Share This Article
La line-up, rispetto a “23 Seconds” (K7, 2007), si arricchisce con l’aggiunta di Colin De La Plante (The Mole), mentre il progetto, nel suo insieme, sembra proseguire e progredire lungo la via tracciata dall’album precedente.
E’ certamente più facile da decifrare quest’ultimo lavoro, più “morbido” in alcune sue parti e maggiormente sfruttabile anche in contesti dance floor più rilassati. I mezzi per mettere in pratica l’intento di giungere ad una buona sintesi delle potenzialità della formazione vengono tutti impiegati: macchine analogiche, vocoder, sintetizzatori, batterie elettroniche, oltre al solido retroterra musicale dei quattro componenti (Mathew Jonson, Danuel Tate, Tyger Dhula, Colin De La Plante), costruito negli anni in cui sono nate ed hanno preso forma le principali espressioni della musica elettronica.

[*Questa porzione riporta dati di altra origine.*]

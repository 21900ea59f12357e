//! ActuationCooldown - one zoom sequence per camera at a time
//!
//! A trigger zooms onto the detection, holds, returns to the home preset
//! and then blocks further triggers for the cooldown period. Triggers that
//! arrive while a camera is engaged or cooling down are dropped.

use super::client::CameraControl;
use super::types::{ActuationPhase, TriggerOutcome, ZoomRegion};
use crate::config_store::ActuationPolicy;
use crate::models::{BoundingBox, CameraId};
use std::collections::HashMap;
use std::sync::{Arc, Mutex};
use std::time::Duration;
use tokio::time::Instant;
use tracing::{info, warn};

pub struct ActuationCooldown {
    control: Arc<dyn CameraControl>,
    policy: ActuationPolicy,
    phases: Mutex<HashMap<CameraId, ActuationPhase>>,
}

impl ActuationCooldown {
    pub fn new(control: Arc<dyn CameraControl>, policy: ActuationPolicy) -> Self {
        Self {
            control,
            policy,
            phases: Mutex::new(HashMap::new()),
        }
    }

    fn cooldown(&self) -> Duration {
        Duration::from_secs(self.policy.cooldown_secs)
    }

    /// Start an actuation unless one is running or cooling down.
    ///
    /// The sequence runs on its own task; the caller is never blocked.
    pub fn trigger(
        self: &Arc<Self>,
        camera: &CameraId,
        bbox: &BoundingBox,
        hold: Duration,
    ) -> TriggerOutcome {
        let now = Instant::now();
        {
            let mut phases = self.lock_phases();
            let busy = match phases.get(camera) {
                Some(ActuationPhase::Engaged) => true,
                Some(ActuationPhase::CoolingDown { until }) => now < *until,
                None => false,
            };
            if busy {
                info!(camera_id = %camera, "Actuation suppressed, camera busy or cooling down");
                return TriggerOutcome::Suppressed;
            }
            phases.insert(camera.clone(), ActuationPhase::Engaged);
        }

        let region = ZoomRegion::from_box(bbox, self.policy.ratio_x, self.policy.ratio_y);
        let this = self.clone();
        let camera = camera.clone();
        tokio::spawn(async move {
            let _release = CooldownGuard {
                owner: &this,
                camera: &camera,
            };
            this.run_sequence(&camera, region, hold).await;
        });

        TriggerOutcome::Started
    }

    async fn run_sequence(&self, camera: &CameraId, region: ZoomRegion, hold: Duration) {
        info!(camera_id = %camera, ?region, hold_secs = hold.as_secs(), "Zooming onto detection");

        match self.control.zoom_to_region(camera, region).await {
            Ok(()) => tokio::time::sleep(hold).await,
            Err(e) => warn!(camera_id = %camera, error = %e, "Zoom failed"),
        }

        match self.control.goto_preset(camera, self.policy.home_preset).await {
            Ok(()) => info!(camera_id = %camera, preset = self.policy.home_preset, "Returned to preset"),
            Err(e) => warn!(camera_id = %camera, error = %e, "Return to preset failed"),
        }
    }

    /// Zoomed or returning
    pub fn is_engaged(&self, camera: &CameraId) -> bool {
        matches!(self.lock_phases().get(camera), Some(ActuationPhase::Engaged))
    }

    /// Engaged or still inside the cooldown
    pub fn is_blocked(&self, camera: &CameraId) -> bool {
        match self.lock_phases().get(camera) {
            Some(ActuationPhase::Engaged) => true,
            Some(ActuationPhase::CoolingDown { until }) => Instant::now() < *until,
            None => false,
        }
    }

    fn lock_phases(&self) -> std::sync::MutexGuard<'_, HashMap<CameraId, ActuationPhase>> {
        self.phases.lock().unwrap_or_else(|e| e.into_inner())
    }
}

/// Moves the camera into cooldown when the sequence ends, panics included
struct CooldownGuard<'a> {
    owner: &'a ActuationCooldown,
    camera: &'a CameraId,
}

impl Drop for CooldownGuard<'_> {
    fn drop(&mut self) {
        let until = Instant::now() + self.owner.cooldown();
        self.owner
            .lock_phases()
            .insert(self.camera.clone(), ActuationPhase::CoolingDown { until });
    }
}

#[cfg(test)]
pub(crate) mod testing {
    use super::*;
    use crate::error::{Error, Result};
    use async_trait::async_trait;

    #[derive(Debug, Clone, PartialEq)]
    pub enum Command {
        Zoom(CameraId, ZoomRegion, Instant),
        Preset(CameraId, u32, Instant),
    }

    #[derive(Default)]
    pub struct RecordingControl {
        pub commands: Mutex<Vec<Command>>,
        pub fail_zoom: bool,
    }

    impl RecordingControl {
        pub fn commands(&self) -> Vec<Command> {
            self.commands.lock().unwrap().clone()
        }
    }

    #[async_trait]
    impl CameraControl for RecordingControl {
        async fn zoom_to_region(&self, camera: &CameraId, region: ZoomRegion) -> Result<()> {
            self.commands
                .lock()
                .unwrap()
                .push(Command::Zoom(camera.clone(), region, Instant::now()));
            if self.fail_zoom {
                return Err(Error::actuation(camera, "timeout"));
            }
            Ok(())
        }

        async fn goto_preset(&self, camera: &CameraId, preset: u32) -> Result<()> {
            self.commands
                .lock()
                .unwrap()
                .push(Command::Preset(camera.clone(), preset, Instant::now()));
            Ok(())
        }
    }
}

#[cfg(test)]
mod tests {
    use super::testing::{Command, RecordingControl};
    use super::*;

    fn bbox() -> BoundingBox {
        BoundingBox {
            x1: 10.0,
            y1: 20.0,
            x2: 30.0,
            y2: 40.0,
            score: 0.9,
        }
    }

    fn cooldown(control: Arc<RecordingControl>) -> Arc<ActuationCooldown> {
        Arc::new(ActuationCooldown::new(
            control,
            ActuationPolicy {
                cooldown_secs: 60,
                ..ActuationPolicy::default()
            },
        ))
    }

    async fn advance_to(start: Instant, secs: u64) {
        tokio::time::sleep_until(start + Duration::from_secs(secs)).await;
    }

    #[tokio::test(start_paused = true)]
    async fn test_trigger_during_engagement_is_dropped() {
        let control = Arc::new(RecordingControl::default());
        let cd = cooldown(control.clone());
        let cam = CameraId::parse("10.0.0.5").unwrap();
        let hold = Duration::from_secs(300);
        let start = Instant::now();

        assert_eq!(cd.trigger(&cam, &bbox(), hold), TriggerOutcome::Started);
        tokio::task::yield_now().await;
        assert!(cd.is_engaged(&cam));

        advance_to(start, 200).await;
        assert_eq!(cd.trigger(&cam, &bbox(), hold), TriggerOutcome::Suppressed);

        // Returned at 300s, cooldown ends at 360s
        advance_to(start, 330).await;
        assert!(!cd.is_engaged(&cam));
        assert!(cd.is_blocked(&cam));
        assert_eq!(cd.trigger(&cam, &bbox(), hold), TriggerOutcome::Suppressed);

        advance_to(start, 370).await;
        assert_eq!(cd.trigger(&cam, &bbox(), hold), TriggerOutcome::Started);
        tokio::task::yield_now().await;

        let zooms: Vec<_> = control
            .commands()
            .into_iter()
            .filter(|c| matches!(c, Command::Zoom(..)))
            .collect();
        assert_eq!(zooms.len(), 2);
    }

    #[tokio::test(start_paused = true)]
    async fn test_sequence_zooms_holds_and_returns() {
        let control = Arc::new(RecordingControl::default());
        let cd = cooldown(control.clone());
        let cam = CameraId::parse("10.0.0.5").unwrap();
        let start = Instant::now();

        cd.trigger(&cam, &bbox(), Duration::from_secs(300));
        advance_to(start, 301).await;

        let commands = control.commands();
        assert_eq!(commands.len(), 2);
        match (&commands[0], &commands[1]) {
            (Command::Zoom(_, region, zoomed_at), Command::Preset(_, preset, returned_at)) => {
                assert_eq!((region.x1, region.y1, region.x2, region.y2), (40, 140, 120, 280));
                assert_eq!(*preset, 1);
                assert_eq!(*returned_at - *zoomed_at, Duration::from_secs(300));
            }
            other => panic!("unexpected commands {other:?}"),
        }
    }

    #[tokio::test(start_paused = true)]
    async fn test_zoom_failure_still_returns_and_cools_down() {
        let control = Arc::new(RecordingControl {
            fail_zoom: true,
            ..Default::default()
        });
        let cd = cooldown(control.clone());
        let cam = CameraId::parse("10.0.0.5").unwrap();
        let start = Instant::now();

        cd.trigger(&cam, &bbox(), Duration::from_secs(300));
        advance_to(start, 1).await;

        assert!(matches!(control.commands().last(), Some(Command::Preset(..))));
        assert!(!cd.is_engaged(&cam));
        assert!(cd.is_blocked(&cam));
        advance_to(start, 62).await;
        assert!(!cd.is_blocked(&cam));
    }

    #[tokio::test(start_paused = true)]
    async fn test_cameras_are_independent() {
        let control = Arc::new(RecordingControl::default());
        let cd = cooldown(control);
        let a = CameraId::parse("10.0.0.5").unwrap();
        let b = CameraId::parse("10.0.0.6").unwrap();

        assert_eq!(cd.trigger(&a, &bbox(), Duration::from_secs(60)), TriggerOutcome::Started);
        assert_eq!(cd.trigger(&b, &bbox(), Duration::from_secs(60)), TriggerOutcome::Started);
    }
}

“The Modern Deep Left Quartet”, se decidiamo di non voler fare esasperato esercizio di menzione di generi e sottogeneri, può essere considerato sostanzialmente un album house. Quella è la cadenza, quelli sono i tempi, anche considerando le piccole ed inevitabili virate verso pezzi dal sapore più techno (“Children”). In più c’è un approccio complessivo che, come detto, tiene conto delle varie sfumature del suono elettronico, le sfrutta e le coniuga in un prodotto maturo, che non sembra per niente preconfezionato ed appare estremamente solido.
I quattro Cobblestone Jazz sono assolutamente capaci, non solo di svolgere il compito senza sbavature, ma, anche e soprattutto, di proporre, oggi, una manciata di tracce che uniscono elementi house, techno ed acid-jazz, senza suonare né vecchi, né, tantomeno, stereotipati. Assolutamente da non sottovalutare.